INPUT:

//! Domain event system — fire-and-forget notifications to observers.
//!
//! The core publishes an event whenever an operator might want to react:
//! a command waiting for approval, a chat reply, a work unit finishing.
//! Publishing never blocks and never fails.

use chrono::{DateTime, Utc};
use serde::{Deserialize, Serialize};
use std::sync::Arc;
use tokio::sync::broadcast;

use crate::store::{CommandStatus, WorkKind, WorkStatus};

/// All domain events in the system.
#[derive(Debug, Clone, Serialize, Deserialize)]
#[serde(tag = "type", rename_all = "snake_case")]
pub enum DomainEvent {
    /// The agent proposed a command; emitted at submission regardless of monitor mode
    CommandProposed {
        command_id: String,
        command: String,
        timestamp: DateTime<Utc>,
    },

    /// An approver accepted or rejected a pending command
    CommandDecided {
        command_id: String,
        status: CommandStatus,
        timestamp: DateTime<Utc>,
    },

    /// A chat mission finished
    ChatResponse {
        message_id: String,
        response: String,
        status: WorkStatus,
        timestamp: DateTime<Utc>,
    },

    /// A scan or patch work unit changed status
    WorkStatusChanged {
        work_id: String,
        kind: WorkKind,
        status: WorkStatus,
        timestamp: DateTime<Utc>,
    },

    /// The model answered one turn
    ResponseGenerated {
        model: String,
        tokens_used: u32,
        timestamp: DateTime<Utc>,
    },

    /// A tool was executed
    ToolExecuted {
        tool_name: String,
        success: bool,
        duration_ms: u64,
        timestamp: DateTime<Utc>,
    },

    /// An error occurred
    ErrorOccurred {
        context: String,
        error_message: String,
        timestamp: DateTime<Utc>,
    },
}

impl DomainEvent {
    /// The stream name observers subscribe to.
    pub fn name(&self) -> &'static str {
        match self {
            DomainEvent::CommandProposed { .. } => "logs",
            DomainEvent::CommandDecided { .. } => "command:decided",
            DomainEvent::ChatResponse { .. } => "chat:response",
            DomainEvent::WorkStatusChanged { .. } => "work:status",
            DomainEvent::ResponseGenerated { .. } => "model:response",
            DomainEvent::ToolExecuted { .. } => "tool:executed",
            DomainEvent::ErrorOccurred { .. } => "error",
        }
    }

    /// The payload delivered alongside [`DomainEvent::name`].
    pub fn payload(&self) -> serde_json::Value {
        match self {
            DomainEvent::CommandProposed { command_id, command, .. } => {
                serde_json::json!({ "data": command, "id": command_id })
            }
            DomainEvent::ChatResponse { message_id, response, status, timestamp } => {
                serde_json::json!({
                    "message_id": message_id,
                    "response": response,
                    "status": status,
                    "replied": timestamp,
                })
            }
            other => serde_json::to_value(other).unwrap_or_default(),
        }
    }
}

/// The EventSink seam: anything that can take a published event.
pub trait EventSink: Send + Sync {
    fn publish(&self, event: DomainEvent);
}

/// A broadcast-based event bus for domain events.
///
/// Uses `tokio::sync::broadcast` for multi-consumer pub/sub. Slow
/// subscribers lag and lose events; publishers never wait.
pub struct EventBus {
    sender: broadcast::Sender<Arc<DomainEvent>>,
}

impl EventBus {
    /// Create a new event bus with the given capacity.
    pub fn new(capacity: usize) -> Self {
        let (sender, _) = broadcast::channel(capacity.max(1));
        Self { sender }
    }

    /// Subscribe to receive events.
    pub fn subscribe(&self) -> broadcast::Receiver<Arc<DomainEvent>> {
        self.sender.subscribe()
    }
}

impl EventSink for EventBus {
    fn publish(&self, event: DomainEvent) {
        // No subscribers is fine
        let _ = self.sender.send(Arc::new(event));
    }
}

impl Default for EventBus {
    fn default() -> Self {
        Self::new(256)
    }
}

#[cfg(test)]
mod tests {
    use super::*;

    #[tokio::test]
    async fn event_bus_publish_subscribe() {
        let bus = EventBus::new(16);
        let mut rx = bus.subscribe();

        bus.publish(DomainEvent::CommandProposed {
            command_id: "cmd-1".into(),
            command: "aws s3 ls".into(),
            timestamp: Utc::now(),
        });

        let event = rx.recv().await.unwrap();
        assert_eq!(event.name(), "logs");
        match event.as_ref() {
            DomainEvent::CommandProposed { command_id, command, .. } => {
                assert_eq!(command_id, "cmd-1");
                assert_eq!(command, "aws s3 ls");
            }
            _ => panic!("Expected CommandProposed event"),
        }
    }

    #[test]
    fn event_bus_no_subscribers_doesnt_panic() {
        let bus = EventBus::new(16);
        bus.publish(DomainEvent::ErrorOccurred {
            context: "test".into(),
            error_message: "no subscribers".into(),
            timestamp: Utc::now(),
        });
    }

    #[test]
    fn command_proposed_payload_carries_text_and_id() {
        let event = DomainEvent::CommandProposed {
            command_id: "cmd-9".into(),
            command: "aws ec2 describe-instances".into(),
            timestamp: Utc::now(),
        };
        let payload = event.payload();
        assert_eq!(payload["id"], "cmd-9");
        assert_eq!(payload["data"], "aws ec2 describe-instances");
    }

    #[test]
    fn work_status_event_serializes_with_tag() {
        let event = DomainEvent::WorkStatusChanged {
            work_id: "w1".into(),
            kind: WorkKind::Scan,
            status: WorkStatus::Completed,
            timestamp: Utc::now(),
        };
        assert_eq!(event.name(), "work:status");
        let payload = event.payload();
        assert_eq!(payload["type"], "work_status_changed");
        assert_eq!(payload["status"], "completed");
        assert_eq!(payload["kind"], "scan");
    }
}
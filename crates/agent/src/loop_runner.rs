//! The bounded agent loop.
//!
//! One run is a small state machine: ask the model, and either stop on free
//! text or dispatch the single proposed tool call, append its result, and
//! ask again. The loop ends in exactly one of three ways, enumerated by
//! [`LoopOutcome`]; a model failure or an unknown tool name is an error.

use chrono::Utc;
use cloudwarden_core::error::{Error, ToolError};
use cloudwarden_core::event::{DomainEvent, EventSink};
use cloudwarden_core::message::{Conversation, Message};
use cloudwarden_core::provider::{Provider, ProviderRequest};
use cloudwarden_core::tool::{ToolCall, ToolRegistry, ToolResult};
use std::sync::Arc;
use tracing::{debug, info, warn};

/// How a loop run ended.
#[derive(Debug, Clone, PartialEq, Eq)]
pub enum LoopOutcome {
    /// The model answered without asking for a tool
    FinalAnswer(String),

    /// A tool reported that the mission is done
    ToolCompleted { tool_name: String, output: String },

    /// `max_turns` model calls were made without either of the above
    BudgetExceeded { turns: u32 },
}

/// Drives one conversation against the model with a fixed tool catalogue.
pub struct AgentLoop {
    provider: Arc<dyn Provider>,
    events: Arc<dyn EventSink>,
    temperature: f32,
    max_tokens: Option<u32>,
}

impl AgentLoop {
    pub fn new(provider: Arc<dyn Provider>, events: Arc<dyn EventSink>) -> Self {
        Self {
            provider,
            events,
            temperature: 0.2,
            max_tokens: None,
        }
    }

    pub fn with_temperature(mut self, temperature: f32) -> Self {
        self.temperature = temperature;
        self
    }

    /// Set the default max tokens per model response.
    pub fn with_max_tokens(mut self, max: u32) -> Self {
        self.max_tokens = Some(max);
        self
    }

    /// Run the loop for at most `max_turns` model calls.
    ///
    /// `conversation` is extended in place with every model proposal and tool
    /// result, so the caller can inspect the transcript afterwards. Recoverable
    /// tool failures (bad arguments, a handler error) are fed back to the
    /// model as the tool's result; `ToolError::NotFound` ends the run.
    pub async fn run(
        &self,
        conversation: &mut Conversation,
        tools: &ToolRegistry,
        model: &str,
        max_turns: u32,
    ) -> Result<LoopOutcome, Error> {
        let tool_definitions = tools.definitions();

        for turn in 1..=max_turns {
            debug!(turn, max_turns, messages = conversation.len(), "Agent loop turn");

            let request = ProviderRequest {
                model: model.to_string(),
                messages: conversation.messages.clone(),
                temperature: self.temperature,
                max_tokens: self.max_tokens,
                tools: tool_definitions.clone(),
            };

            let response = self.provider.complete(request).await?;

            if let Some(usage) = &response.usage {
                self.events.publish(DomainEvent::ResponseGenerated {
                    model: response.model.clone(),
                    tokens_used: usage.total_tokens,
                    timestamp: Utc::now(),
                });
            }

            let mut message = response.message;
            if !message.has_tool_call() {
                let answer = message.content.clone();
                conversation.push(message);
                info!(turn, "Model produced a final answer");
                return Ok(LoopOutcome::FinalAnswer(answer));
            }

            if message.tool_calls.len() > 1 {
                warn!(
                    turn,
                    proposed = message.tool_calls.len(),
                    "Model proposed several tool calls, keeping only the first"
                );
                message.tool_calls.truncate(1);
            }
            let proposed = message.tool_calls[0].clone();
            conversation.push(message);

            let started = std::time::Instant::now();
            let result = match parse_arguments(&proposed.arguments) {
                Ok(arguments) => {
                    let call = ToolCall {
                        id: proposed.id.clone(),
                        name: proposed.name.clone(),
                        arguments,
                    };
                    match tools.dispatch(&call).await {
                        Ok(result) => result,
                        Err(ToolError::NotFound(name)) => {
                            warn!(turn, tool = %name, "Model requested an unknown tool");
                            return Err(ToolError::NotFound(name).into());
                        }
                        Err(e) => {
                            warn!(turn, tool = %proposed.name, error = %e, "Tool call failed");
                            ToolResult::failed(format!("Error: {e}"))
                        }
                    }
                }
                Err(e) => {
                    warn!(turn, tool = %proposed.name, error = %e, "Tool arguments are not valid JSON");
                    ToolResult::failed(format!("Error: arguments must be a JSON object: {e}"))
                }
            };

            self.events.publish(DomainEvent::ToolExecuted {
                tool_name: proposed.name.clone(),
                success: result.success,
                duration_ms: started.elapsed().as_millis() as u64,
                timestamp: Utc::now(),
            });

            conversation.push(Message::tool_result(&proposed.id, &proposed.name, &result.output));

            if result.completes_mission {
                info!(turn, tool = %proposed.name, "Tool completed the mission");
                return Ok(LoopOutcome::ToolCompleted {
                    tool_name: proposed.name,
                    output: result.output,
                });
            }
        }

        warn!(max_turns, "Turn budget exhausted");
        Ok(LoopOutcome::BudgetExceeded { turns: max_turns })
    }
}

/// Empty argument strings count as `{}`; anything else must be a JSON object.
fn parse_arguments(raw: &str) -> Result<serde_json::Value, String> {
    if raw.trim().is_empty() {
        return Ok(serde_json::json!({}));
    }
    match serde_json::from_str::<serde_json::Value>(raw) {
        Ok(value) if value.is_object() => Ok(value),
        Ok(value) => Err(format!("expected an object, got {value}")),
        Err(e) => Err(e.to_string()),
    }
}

REQUIRED WORK: Among the records above, extract exactly the lines from the line with "and never fails." to the line with "chat mission finished", both lines included, and leave out the rest.

FINISHED EXERCISE:
//! Publishing never blocks and never fails.

use chrono::{DateTime, Utc};
use serde::{Deserialize, Serialize};
use std::sync::Arc;
use tokio::sync::broadcast;

use crate::store::{CommandStatus, WorkKind, WorkStatus};

/// All domain events in the system.
#[derive(Debug, Clone, Serialize, Deserialize)]
#[serde(tag = "type", rename_all = "snake_case")]
pub enum DomainEvent {
    /// The agent proposed a command; emitted at submission regardless of monitor mode
    CommandProposed {
        command_id: String,
        command: String,
        timestamp: DateTime<Utc>,
    },

    /// An approver accepted or rejected a pending command
    CommandDecided {
        command_id: String,
        status: CommandStatus,
        timestamp: DateTime<Utc>,
    },

    /// A chat mission finished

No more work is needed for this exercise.